The problem is that the requests are getting held up (I believe) in HTTP.sys (or whatever it is called these days). If I look at fiddler, I can see all 8 requests immediately (within a couple milliseconds) hit the ServerGotRequest state. However, the requests sit in this state for 20-100 seconds, depending on how many I run in parallel at a time.

The reason I suspect this is HTTP.sys problem is because the amount of time I have to wait for any of them to respond increases with the number of hosting applications I spin up in parallel. If I only launch a single hosting application, it will start responding in ~20 seconds. If I spin up 2 they will both start responding in ~30 seconds. If I spin up 4, ~40 seconds. If I spin up 8, ~100 seconds (which is default WebClient request timeout).

Because of this long delay, I have enough time to attach a debugger and put a breakpoint in my controller action and that breakpoint will be hit after the 20-100 second delay, suggesting that my process hasn't yet received the request. All of the hosts are sitting idle for those 20-100 seconds after ~5-10 seconds of cold start CPU churning. All of the hosts appear to receive the requests at the same time, as if something was blocking any request from going through and then all of a sudden let everything through.

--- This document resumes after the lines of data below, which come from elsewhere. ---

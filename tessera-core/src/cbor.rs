// SPDX-License-Identifier: MIT OR Apache-2.0

//! Encode and decode values in [CBOR] format.
//!
//! Manifests and log entries are encoded with these helpers. Serialization of the types in this
//! workspace is deterministic, so encoding the same value twice yields the same bytes and hence
//! the same hash.
//!
//! [CBOR]: https://cbor.io/
use std::io::Read;

use ciborium::de::Error as DeserializeError;
use ciborium::ser::Error as SerializeError;
use serde::{Deserialize, Serialize};
use thiserror::Error;

/// Serializes a value into CBOR format.
pub fn encode_cbor<T: Serialize>(value: &T) -> Result<Vec<u8>, EncodeError> {
    let mut bytes = Vec::new();
    ciborium::ser::into_writer(value, &mut bytes)?;
    Ok(bytes)
}

/// Deserializes a value which was formatted in CBOR.
pub fn decode_cbor<T: for<'a> Deserialize<'a>, R: Read>(reader: R) -> Result<T, DecodeError> {
    let value = ciborium::from_reader::<T, R>(reader)?;
    Ok(value)
}

#[derive(Debug, Error)]
pub enum EncodeError {
    #[error("an error occurred while writing bytes: {0}")]
    Io(std::io::Error),

    #[error("an error occurred while serializing value: {0}")]
    Value(String),
}

impl From<SerializeError<std::io::Error>> for EncodeError {
    fn from(value: SerializeError<std::io::Error>) -> Self {
        match value {
            SerializeError::Io(err) => EncodeError::Io(err),
            SerializeError::Value(err) => EncodeError::Value(err),
        }
    }
}

#[derive(Debug, Error)]
pub enum DecodeError {
    #[error("an error occurred while reading bytes: {0}")]
    Io(std::io::Error),

    #[error("an error occurred while parsing bytes at position {0}")]
    Syntax(usize),

    /// Bytes were well-formed CBOR but did not match the expected value, the description comes
    /// from serde.
    #[error("an error occurred while processing a parsed value at position {0:?}: {1}")]
    Semantic(Option<usize>, String),

    #[error("recursion limit exceeded while decoding")]
    RecursionLimitExceeded,
}

impl From<DeserializeError<std::io::Error>> for DecodeError {
    fn from(value: DeserializeError<std::io::Error>) -> Self {
        match value {
            DeserializeError::Io(err) => DecodeError::Io(err),
            DeserializeError::Syntax(offset) => DecodeError::Syntax(offset),
            DeserializeError::Semantic(offset, description) => {
                DecodeError::Semantic(offset, description)
            }
            DeserializeError::RecursionLimitExceeded => DecodeError::RecursionLimitExceeded,
        }
    }
}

My problem is, I have been unable to locate any information related to how one can debug HTTP.sys. How can I see what it is doing? What is causing the block? Why is it waiting to forward on the requests to the workers? Why do they all come through together?

Alternatively, if someone has any idea how I can work around this and get the requests to come through immediately (without the waiting) I would very much appreciate it.

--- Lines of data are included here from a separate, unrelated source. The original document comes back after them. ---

// SPDX-License-Identifier: MIT OR Apache-2.0

use std::fmt;
use std::str::FromStr;

use serde::{Deserialize, Serialize};
use tessera_core::{Hash, HashError};
use thiserror::Error;

/// Prefix of every access controller address.
pub const ADDRESS_PREFIX: &str = "/tessera/";

/// Address of an access controller, derived from the hash of its manifest block.
///
/// Represented as `/tessera/<hex hash>` so that an account address can never be mistaken for a
/// hex-encoded device public key.
#[derive(Clone, Copy, PartialEq, Eq, PartialOrd, Ord, Hash)]
pub struct Address(Hash);

impl Address {
    pub fn new(manifest_hash: Hash) -> Self {
        Self(manifest_hash)
    }

    /// Hash of the manifest block this address points at.
    pub fn hash(&self) -> &Hash {
        &self.0
    }
}

impl From<Hash> for Address {
    fn from(value: Hash) -> Self {
        Self(value)
    }
}

impl FromStr for Address {
    type Err = AddressError;

    fn from_str(value: &str) -> Result<Self, Self::Err> {
        let hash = value
            .strip_prefix(ADDRESS_PREFIX)
            .ok_or(AddressError::MissingPrefix)?;
        Ok(Self(hash.parse()?))
    }
}

impl fmt::Display for Address {
    fn fmt(&self, f: &mut fmt::Formatter<'_>) -> fmt::Result {
        write!(f, "{}{}", ADDRESS_PREFIX, self.0)
    }
}

impl fmt::Debug for Address {
    fn fmt(&self, f: &mut fmt::Formatter<'_>) -> fmt::Result {
        f.debug_tuple("Address").field(&self.to_string()).finish()
    }
}

impl Serialize for Address {
    fn serialize<S>(&self, serializer: S) -> Result<S::Ok, S::Error>
    where
        S: serde::Serializer,
    {
        serializer.collect_str(self)
    }
}

impl<'de> Deserialize<'de> for Address {
    fn deserialize<D>(deserializer: D) -> Result<Self, D::Error>
    where
        D: serde::Deserializer<'de>,
    {
        let value = String::deserialize(deserializer)?;
        value.parse().map_err(serde::de::Error::custom)
    }
}

#[derive(Debug, Error)]
pub enum AddressError {
    #[error("address does not start with \"/tessera/\"")]
    MissingPrefix,

    #[error("invalid manifest hash in address: {0}")]
    InvalidHash(#[from] HashError),
}

#[cfg(test)]
mod tests {
    use tessera_core::Hash;

    use super::{Address, AddressError};

    #[test]
    fn parse_and_display() {
        let address = Address::new(Hash::new(b"manifest"));
        let string = address.to_string();
        assert!(string.starts_with("/tessera/"));
        assert_eq!(string.parse::<Address>().unwrap(), address);
    }

    #[test]
    fn reject_malformed_addresses() {
        let hash = Hash::new(b"manifest");
        assert!(matches!(
            hash.to_hex().parse::<Address>(),
            Err(AddressError::MissingPrefix)
        ));
        assert!(matches!(
            "/tessera/zz".parse::<Address>(),
            Err(AddressError::InvalidHash(_))
        ));
    }
}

Another note: I can see System (PID 4) immediately register to listen on the port I have specified as soon as the hosting applications launch.

Additional Information: This is what one of my hosting apps looks like under netsh http show servicestate

Server session ID: FD0000012000004C
    Version: 2.0
    State: Active
    Properties:
        Max bandwidth: 4294967295
        Timeouts:
            Entity body timeout (secs): 120
            Drain entity body timeout (secs): 120
            Request queue timeout (secs): 120
            Idle connection timeout (secs): 120
            Header wait timeout (secs): 120
            Minimum send rate (bytes/sec): 150
    URL groups:
    URL group ID: FB00000140000018
        State: Active
        Request queue name: IntegrationTestAppPool10451{974E3BB1-7774-432B-98DB-99850825B023}
        Properties:
            Max bandwidth: inherited
            Max connections: inherited
            Timeouts:
                Timeout values inherited
            Logging information:
                Log directory: C:\inetpub\logs\LogFiles\W3SVC1
                Log format: 0
            Number of registered URLs: 2
            Registered URLs:
                HTTP://LOCALHOST:10451/
                HTTP://*:10451/

Request queue name: IntegrationTestAppPool10451{974E3BB1-7774-432B-98DB-99850825B023}
    Version: 2.0
    State: Active
    Request queue 503 verbosity level: Basic
    Max requests: 1000
    Number of active processes attached: 1
    Controller process ID: 12812
    Process IDs:
        12812

Answering this mainly for posterity. Turns out that my problem wasn't HTTP.sys but instead it was ASP.NET. It opens up a shared lock when it tries to compile files. This shared lock is identified by System.Web.HttpRuntime.AppDomainAppId . I believe that since all of my apps are built dynamically from a common applicationHost.config file, they all have the same AppDomainAppId ( /LM/W3SVC/1/ROOT ). This means they all share a lock and effectively all page compilation happens sequentially for all of the apps. However, due to the nature of coming/going from the lock all of the pages tend to finish at the same time because it is unlikely that any of them will get to the end of the process in a timely fashion, causing them all to finish around the same time. Once one of them makes it through, others are likely close behind and finish just after.